What you need to do> Only one stretch of the data is wanted: the line containing "the status is", the line containing "calls are ignored.", and every line between them, copied exactly.

Dataset>
[Start of section]

use js_sys::Promise;
use wasm_bindgen::JsCast;
use wasm_bindgen::prelude::*;
use wasm_bindgen_futures::JsFuture;
use web_sys::{Response, Storage, Window};

/// Retrieve the global `window` object, if running in a browser.
#[must_use]
pub fn window() -> Option<Window> {
    web_sys::window()
}

/// Convert a JavaScript value into a readable string for error reporting.
#[must_use]
pub fn js_error_message(value: &JsValue) -> String {
    value
        .as_string()
        .or_else(|| {
            value
                .dyn_ref::<js_sys::Error>()
                .map(|err| err.message().into())
        })
        .unwrap_or_else(|| format!("{value:?}"))
}

/// Perform a fetch request and return the response body as text.
///
/// # Errors
/// Returns an error if there is no window, the request fails, the status is
/// not successful, or the body cannot be read.
#[allow(clippy::future_not_send)] // Wasm futures rely on `JsFuture`, which is not `Send`.
pub async fn fetch_text(url: &str) -> Result<String, JsValue> {
    let win = window().ok_or_else(|| JsValue::from_str("window unavailable"))?;
    let resp_value = JsFuture::from(win.fetch_with_str(url)).await?;
    let response: Response = resp_value.dyn_into()?;
    if !response.ok() {
        return Err(JsValue::from_str(&format!(
            "GET {url} failed with status {}",
            response.status()
        )));
    }
    let text: Promise = response.text()?;
    JsFuture::from(text)
        .await?
        .as_string()
        .ok_or_else(|| JsValue::from_str("response body is not text"))
}

/// Access the browser `localStorage` handle.
///
/// # Errors
/// Returns an error if the browser window cannot be accessed or `localStorage` is unavailable.
pub fn local_storage() -> Result<Storage, JsValue> {
    window()
        .ok_or_else(|| JsValue::from_str("window unavailable"))?
        .local_storage()?
        .ok_or_else(|| JsValue::from_str("localStorage unavailable"))
}

/// `log` backend writing to the browser console.
struct ConsoleLogger;

impl log::Log for ConsoleLogger {
    fn enabled(&self, metadata: &log::Metadata<'_>) -> bool {
        metadata.level() <= log::max_level()
    }

    fn log(&self, record: &log::Record<'_>) {
        if !self.enabled(record.metadata()) {
            return;
        }
        let line = JsValue::from(format!("[{}] {}", record.target(), record.args()));
        match record.level() {
            log::Level::Error => web_sys::console::error_1(&line),
            log::Level::Warn => web_sys::console::warn_1(&line),
            log::Level::Info => web_sys::console::info_1(&line),
            log::Level::Debug | log::Level::Trace => web_sys::console::debug_1(&line),
        }
    }

    fn flush(&self) {}
}

static CONSOLE_LOGGER: ConsoleLogger = ConsoleLogger;

/// Route `log` records to the browser console. Later calls are ignored.
pub fn init_console_logging(level: log::LevelFilter) {
    if log::set_logger(&CONSOLE_LOGGER).is_ok() {
        log::set_max_level(level);
    }
}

[End of section]

Task result>
/// Returns an error if there is no window, the request fails, the status is
/// not successful, or the body cannot be read.
#[allow(clippy::future_not_send)] // Wasm futures rely on `JsFuture`, which is not `Send`.
pub async fn fetch_text(url: &str) -> Result<String, JsValue> {
    let win = window().ok_or_else(|| JsValue::from_str("window unavailable"))?;
    let resp_value = JsFuture::from(win.fetch_with_str(url)).await?;
    let response: Response = resp_value.dyn_into()?;
    if !response.ok() {
        return Err(JsValue::from_str(&format!(
            "GET {url} failed with status {}",
            response.status()
        )));
    }
    let text: Promise = response.text()?;
    JsFuture::from(text)
        .await?
        .as_string()
        .ok_or_else(|| JsValue::from_str("response body is not text"))
}

/// Access the browser `localStorage` handle.
///
/// # Errors
/// Returns an error if the browser window cannot be accessed or `localStorage` is unavailable.
pub fn local_storage() -> Result<Storage, JsValue> {
    window()
        .ok_or_else(|| JsValue::from_str("window unavailable"))?
        .local_storage()?
        .ok_or_else(|| JsValue::from_str("localStorage unavailable"))
}

/// `log` backend writing to the browser console.
struct ConsoleLogger;

impl log::Log for ConsoleLogger {
    fn enabled(&self, metadata: &log::Metadata<'_>) -> bool {
        metadata.level() <= log::max_level()
    }

    fn log(&self, record: &log::Record<'_>) {
        if !self.enabled(record.metadata()) {
            return;
        }
        let line = JsValue::from(format!("[{}] {}", record.target(), record.args()));
        match record.level() {
            log::Level::Error => web_sys::console::error_1(&line),
            log::Level::Warn => web_sys::console::warn_1(&line),
            log::Level::Info => web_sys::console::info_1(&line),
            log::Level::Debug | log::Level::Trace => web_sys::console::debug_1(&line),
        }
    }

    fn flush(&self) {}
}

static CONSOLE_LOGGER: ConsoleLogger = ConsoleLogger;

/// Route `log` records to the browser console. Later calls are ignored.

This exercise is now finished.